Wednesday, 10 November 2021

What to do?

Even with everyone and their dog braced for higher inflation, today's US CPI print for October was a shocker.  Headline CPI rose 6.2 per cent from a year ago, the biggest year-on-year gain since 1990.  Although the focus has mainly been on energy and food costs, the report makes it clear that inflation pressures are much more widespread than that. Core CPI, which excludes both of those categories, rose 4.6 percent. Nor is there any consolation in the month-to-month figures: headline CPI rose 0.9 percent in October alone, with core up 0.6 percent. Both of these numbers were higher than in September, and both annualize to much higher rates than the yearly numbers reported today. 

It's easy to revive the old monetarist shibboleths here: "inflation is always and everywhere a monetary phenomenon", and "too much money chasing too few goods".  Needless to say, those points are already being trotted out, but the situation is a lot more complicated than that. It's well and good to point to the massive stimulus package launched last year in response to the pandemic during the Trump administration, but it is hard to argue that providing much less stimulus would have led to a better outcome. Most likely the US would now be facing a severely depressed economy, with few tools at its disposal to get things moving again.

That said, the data do cast some doubt on the wisdom of the Biden administration in pushing for yet more stimulus, in the shape of the infrastructure bill and the still-pending Build Back Better package. There is no doubt that part of the current inflationary surge stems from the demand side of the economy, as reopening of the economy induces Americans to spend the cash they accumulated earlier in the pandemic.

In Canada, Finance Minister Chrystia Freeland  described unspent COVID benefits as "pre-loaded stimulus".  Although US support programs were smaller than Canada's, the same logic applies there, and would seem to suggest that the economy is rapidly getting back on track without the need for further government stimulus. 

It is, of course, the supply side that has been receiving most of the attention for media and economists alike as the primary driver of inflation. The examples are legion, ranging from a semiconductor shortage that is cutting auto production, to wide-ranging problems in the supply chain itself (shortages of shipping containers and truckers), to inadequate production of oil and gas as economies recover from the COVID-induced collapse in demand.
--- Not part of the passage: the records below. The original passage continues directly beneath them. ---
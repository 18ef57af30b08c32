//! Display-ready projection of an [`Entry`]. Nothing here is stored; the
//! renderer builds a view each time it draws.

use std::collections::HashSet;

use dictionary::{Definition, Entry, License, Meaning, Phonetic};

#[derive(Debug, PartialEq)]
pub struct EntryView<'a> {
    pub word: &'a str,
    pub phonetics: Vec<PhoneticView<'a>>,
    pub meanings: Vec<MeaningView<'a>>,
    pub source: Option<&'a str>,
    pub license: Option<&'a License>,
}

#[derive(Debug, PartialEq)]
pub struct PhoneticView<'a> {
    pub text: &'a str,
    pub audio: Option<&'a str>,
}

#[derive(Debug, PartialEq)]
pub struct MeaningView<'a> {
    pub part_of_speech: String,
    /// 1-based position for display, definition
    pub definitions: Vec<(usize, &'a Definition)>,
    pub synonyms: &'a [String],
    pub antonyms: &'a [String],
}

impl<'a> EntryView<'a> {
    pub fn new(entry: &'a Entry) -> Self {
        Self {
            word: &entry.word,
            phonetics: unique_phonetics(&entry.phonetics),
            meanings: entry.meanings.iter().map(MeaningView::new).collect(),
            source: entry.source_urls.first().map(String::as_str),
            license: entry.license.as_ref(),
        }
    }
}

impl<'a> MeaningView<'a> {
    fn new(meaning: &'a Meaning) -> Self {
        Self {
            part_of_speech: meaning.part_of_speech.to_string(),
            definitions: meaning
                .definitions
                .iter()
                .enumerate()
                .map(|(index, definition)| (index + 1, definition))
                .collect(),
            synonyms: &meaning.synonyms,
            antonyms: &meaning.antonyms,
        }
    }
}

/// Keeps the first phonetic for every distinct text, in response order.
/// Phonetics without text are dropped, an empty audio url counts as none.
pub fn unique_phonetics(phonetics: &[Phonetic]) -> Vec<PhoneticView<'_>> {
    let mut seen = HashSet::new();
    phonetics
        .iter()
        .filter_map(|phonetic| {
            let text = phonetic.text.as_deref().filter(|text| !text.is_empty())?;
            if !seen.insert(text) {
                return None;
            }
            Some(PhoneticView {
                text,
                audio: phonetic.audio.as_deref().filter(|audio| !audio.is_empty()),
            })
        })
        .collect()
}

#[cfg(test)]
mod tests {
    use super::*;

    fn phonetic(text: Option<&str>, audio: Option<&str>) -> Phonetic {
        Phonetic {
            text: text.map(str::to_owned),
            audio: audio.map(str::to_owned),
            source_url: None,
            license: None,
        }
    }

    #[test]
    fn duplicate_phonetics_are_removed_in_order() {
        let phonetics = vec![
            phonetic(Some("/kæt/"), None),
            phonetic(Some("/kæt/"), None),
            phonetic(Some("/kat/"), None),
        ];
        let unique = unique_phonetics(&phonetics);
        let texts: Vec<&str> = unique.iter().map(|phonetic| phonetic.text).collect();
        assert_eq!(texts, vec!["/kæt/", "/kat/"]);
    }

    #[test]
    fn first_seen_phonetic_wins() {
        let phonetics = vec![
            phonetic(Some("/kæt/"), Some("")),
            phonetic(Some("/kæt/"), Some("https://example.com/cat.mp3")),
        ];
        let unique = unique_phonetics(&phonetics);
        assert_eq!(
            unique,
            vec![PhoneticView {
                text: "/kæt/",
                audio: None
            }]
        );
    }

    #[test]
    fn phonetics_without_text_are_dropped() {
        let phonetics = vec![
            phonetic(None, Some("https://example.com/a.mp3")),
            phonetic(Some(""), None),
            phonetic(Some("/ə/"), Some("https://example.com/b.mp3")),
        ];
        let unique = unique_phonetics(&phonetics);
        assert_eq!(
            unique,
            vec![PhoneticView {
                text: "/ə/",
                audio: Some("https://example.com/b.mp3")
            }]
        );
    }

    #[test]
    fn entry_view_numbers_definitions_and_picks_first_source() {
        let entry: Entry = serde_json::from_str(
            r#"{
                "word": "run",
                "meanings": [{
                    "partOfSpeech": "verb",
                    "definitions": [
                        {"definition": "To move swiftly."},
                        {"definition": "To manage.", "example": "She runs the shop."}
                    ],
                    "synonyms": ["sprint"]
                }],
                "sourceUrls": ["https://en.wiktionary.org/wiki/run", "https://example.com/run"]
            }"#,
        )
        .unwrap();
        let view = EntryView::new(&entry);
        assert_eq!(view.word, "run");
        assert!(view.phonetics.is_empty());
        assert_eq!(view.source, Some("https://en.wiktionary.org/wiki/run"));
        assert_eq!(view.license, None);

        let meaning = &view.meanings[0];
        assert_eq!(meaning.part_of_speech, "verb");
        let numbers: Vec<usize> = meaning.definitions.iter().map(|(number, _)| *number).collect();
        assert_eq!(numbers, vec![1, 2]);
        assert_eq!(meaning.definitions[1].1.example.as_deref(), Some("She runs the shop."));
        assert_eq!(meaning.synonyms, &["sprint".to_owned()][..]);
        assert!(meaning.antonyms.is_empty());
    }
}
In the light of history, it's not surprisingly that President Biden seems likely to focus on this last item. Fresh from lecturing the world at COP26 just over a week ago, he is demanding that OPEC ramp up its oil output in order to save Americans from pain at the pumps, an appeal that has so far fallen on deaf ears.  He also seems to be mulling the possibility of releasing oil from the Strategic Petroleum Reserve in Louisiana, though that's hardly the purpose for which the Reserve was established. 

If the White House can't do much to help (and may even be adding to the problem with its stimulus plans), it falls to the Federal Reserve to try to get inflation back under control.  Governor Jerome Powell's pledge to allow inflation to remain above the 2 percent target in order to foster economic recovery always seemed a little foolhardy, but we can hardly expect him to morph into Paul Volcker and start pushing rates through the roof.

Nor is it clear that he should. Raising rates might put something of a crimp into the demand side of the inflation problem, but that may soon calm down anyway as the savings built up earlier in the pandemic get spent. And there's no reason to think that higher rates would do anything to help ease supply chain pressures, many of which originate outside the United States.

This is not to say that the Fed can just sit on its hands. Powell's description of inflation pressures as "transitory" is looking more ill-advised by the day, but the forces behind those pressures are not easily addressed by monetary policy. The risk for the Fed is that inflation expectations start to move way above its 2 percent target. Movements in fixed income markets suggest that is starting to happen, and that is something the Fed can address. The lethargic pace of tapering QE may well have to be stepped up in short order, and Chairman Powell's rhetoric is going to have to become a whole lot more hard-edged. 

The situation is nowhere near as dire as in the 1980s, but both Governor Powell and I lived through that era, and I think he would agree that we don't want to go back there. Over to you, Jay!